WHAT TO WORK ON ::
Filter the entries and keep only the lines where the string "combine" appears.

Collected data
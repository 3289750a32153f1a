//! Chunk iteration over long sample ranges.
//!
//! Every streaming stage of the simulation walks its data with the same
//! partitioning of `[0, num_samples)`: full chunks of `chunk_size` samples
//! followed by one shorter tail chunk of `num_samples % chunk_size` samples,
//! emitted only when it is non-empty. Because the partitioning depends only on
//! the two sizes, every stage sees the same chunk boundaries and a pipeline can
//! be resumed at a chunk index.
//!
//! Both iterators are lazy, finite and `Clone`, so a partition can be restarted
//! by cloning the iterator before consuming it.

use std::ops::Range;

/// Number of chunks needed to cover `num_samples` with chunks of `chunk_size`.
///
/// # Panics
/// Panics if `chunk_size` is zero.
pub fn chunk_count(num_samples: usize, chunk_size: usize) -> usize {
    assert!(chunk_size > 0, "chunk_size must be greater than zero");
    num_samples.div_ceil(chunk_size)
}

/// Iterator over the sizes of consecutive chunks.
#[derive(Debug, Clone)]
pub struct ChunkSizes {
    remaining: usize,
    chunk_size: usize,
}

impl ChunkSizes {
    /// Partition `num_samples` into chunks of at most `chunk_size`.
    ///
    /// # Panics
    /// Panics if `chunk_size` is zero.
    pub fn new(num_samples: usize, chunk_size: usize) -> Self {
        assert!(chunk_size > 0, "chunk_size must be greater than zero");
        Self {
            remaining: num_samples,
            chunk_size,
        }
    }
}

impl Iterator for ChunkSizes {
    type Item = usize;

    fn next(&mut self) -> Option<usize> {
        if self.remaining == 0 {
            return None;
        }
        let size = self.remaining.min(self.chunk_size);
        self.remaining -= size;
        Some(size)
    }

    fn size_hint(&self) -> (usize, Option<usize>) {
        let n = self.remaining.div_ceil(self.chunk_size);
        (n, Some(n))
    }
}

impl ExactSizeIterator for ChunkSizes {}

/// Iterator over the index ranges of consecutive chunks.
///
/// The ranges are contiguous, start at zero and end at `num_samples`.
#[derive(Debug, Clone)]
pub struct ChunkSlices {
    start: usize,
    sizes: ChunkSizes,
}

impl ChunkSlices {
    /// Partition `[0, num_samples)` into ranges of at most `chunk_size`.
    ///
    /// # Panics
    /// Panics if `chunk_size` is zero.
    pub fn new(num_samples: usize, chunk_size: usize) -> Self {
        Self {
            start: 0,
            sizes: ChunkSizes::new(num_samples, chunk_size),
        }
    }
}

impl Iterator for ChunkSlices {
    type Item = Range<usize>;

    fn next(&mut self) -> Option<Range<usize>> {
        let size = self.sizes.next()?;
        let range = self.start..self.start + size;
        self.start += size;
        Some(range)
    }

    fn size_hint(&self) -> (usize, Option<usize>) {
        self.sizes.size_hint()
    }
}

impl ExactSizeIterator for ChunkSlices {}

/// Reduce a chunked source chunk by chunk.
///
/// `read` loads one chunk, `reduce` collapses a chunk into a partial result and
/// `combine` folds the partial results. Only one chunk is resident at a time.
pub fn reduce_chunks<C, R, E, F, G, H>(
    num_samples: usize,
    chunk_size: usize,
    mut read: F,
    reduce: G,
    combine: H,
) -> Result<Option<R>, E>
where
    F: FnMut(Range<usize>) -> Result<C, E>,
    G: Fn(&C) -> R,
    H: Fn(R, R) -> R,
{
    let mut acc = None;
    for range in ChunkSlices::new(num_samples, chunk_size) {
        let chunk = read(range)?;
        let partial = reduce(&chunk);
        acc = Some(match acc {
            Some(prev) => combine(prev, partial),
            None => partial,
        });
    }
    Ok(acc)
}

/// Map a chunked source into a chunked sink.
///
/// Each chunk is read, transformed and written before the next one is loaded.
/// Returns the number of chunks processed.
pub fn map_chunks<C, D, E, F, G, W>(
    num_samples: usize,
    chunk_size: usize,
    mut read: F,
    map: G,
    mut write: W,
) -> Result<usize, E>
where
    F: FnMut(Range<usize>) -> Result<C, E>,
    G: Fn(C) -> D,
    W: FnMut(D) -> Result<(), E>,
{
    let mut processed = 0;
    for range in ChunkSlices::new(num_samples, chunk_size) {
        let chunk = read(range)?;
        write(map(chunk))?;
        processed += 1;
    }
    Ok(processed)
}

#[cfg(test)]
mod tests {
    use super::*;

    #[test]
    fn test_even_partition() {
        let sizes: Vec<usize> = ChunkSizes::new(12, 4).collect();
        assert_eq!(sizes, vec![4, 4, 4]);
    }

    #[test]
    fn test_tail_chunk() {
        let sizes: Vec<usize> = ChunkSizes::new(10, 4).collect();
        assert_eq!(sizes, vec![4, 4, 2]);

        let slices: Vec<Range<usize>> = ChunkSlices::new(10, 4).collect();
        assert_eq!(slices, vec![0..4, 4..8, 8..10]);
    }

    #[test]
    fn test_chunk_larger_than_total() {
        let slices: Vec<Range<usize>> = ChunkSlices::new(3, 100).collect();
        assert_eq!(slices, vec![0..3]);
    }

    #[test]
    fn test_empty_range_yields_nothing() {
        assert_eq!(ChunkSizes::new(0, 8).count(), 0);
        assert_eq!(chunk_count(0, 8), 0);
    }

    #[test]
    fn test_partition_is_contiguous_and_exhaustive() {
        for num_samples in [1usize, 7, 64, 65, 1000] {
            for chunk_size in [1usize, 3, 8, 64, 999, 5000] {
                let slices: Vec<Range<usize>> =
                    ChunkSlices::new(num_samples, chunk_size).collect();
                assert_eq!(slices.len(), chunk_count(num_samples, chunk_size));
                assert_eq!(slices.first().map(|r| r.start), Some(0));
                assert_eq!(slices.last().map(|r| r.end), Some(num_samples));
                for pair in slices.windows(2) {
                    assert_eq!(pair[0].end, pair[1].start);
                    assert_eq!(pair[0].len(), chunk_size);
                }
                assert!(slices.iter().all(|r| !r.is_empty()));
            }
        }
    }

    #[test]
    fn test_restartable_by_clone() {
        let slices = ChunkSlices::new(9, 4);
        let first: Vec<_> = slices.clone().collect();
        let second: Vec<_> = slices.collect();
        assert_eq!(first, second);
    }

    #[test]
    fn test_exact_size() {
        let sizes = ChunkSizes::new(10, 3);
        assert_eq!(sizes.len(), 4);
    }

    #[test]
    #[should_panic(expected = "chunk_size must be greater than zero")]
    fn test_zero_chunk_size_panics() {
        let _ = ChunkSizes::new(10, 0);
    }

    #[test]
    fn test_reduce_chunks_max() {
        let data: Vec<u32> = (0..23).map(|i| (i * 7) % 19).collect();
        let max = reduce_chunks(
            data.len(),
            5,
            |r| Ok::<_, ()>(data[r].to_vec()),
            |c| c.iter().copied().max().unwrap_or(0),
            |a, b| a.max(b),
        )
        .unwrap();
        assert_eq!(max, data.iter().copied().max());
    }

    #[test]
    fn test_reduce_chunks_empty_source() {
        let result = reduce_chunks(0, 5, |_| Ok::<Vec<u32>, ()>(vec![]), |c| c.len(), |a, b| a + b)
            .unwrap();
        assert!(result.is_none());
    }

    #[test]
    fn test_map_chunks_writes_every_chunk() {
        let data: Vec<f64> = (0..10).map(|i| i as f64).collect();
        let mut out = Vec::new();
        let n = map_chunks(
            data.len(),
            4,
            |r| Ok::<_, ()>(data[r].to_vec()),
            |c| c.into_iter().map(|v| v * 2.0).collect::<Vec<_>>(),
            |c| {
                out.extend(c);
                Ok(())
            },
        )
        .unwrap();
        assert_eq!(n, 3);
        assert_eq!(out, data.iter().map(|v| v * 2.0).collect::<Vec<_>>());
    }

    #[test]
    fn test_map_chunks_propagates_errors() {
        let result = map_chunks(
            10,
            4,
            |r| if r.start >= 4 { Err("read failed") } else { Ok(r.len()) },
            |n| n,
            |_| Ok(()),
        );
        assert_eq!(result, Err("read failed"));
    }
}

COMPLETED EXERCISE ::
/// `combine` folds the partial results. Only one chunk is resident at a time.
    combine: H,
            Some(prev) => combine(prev, partial),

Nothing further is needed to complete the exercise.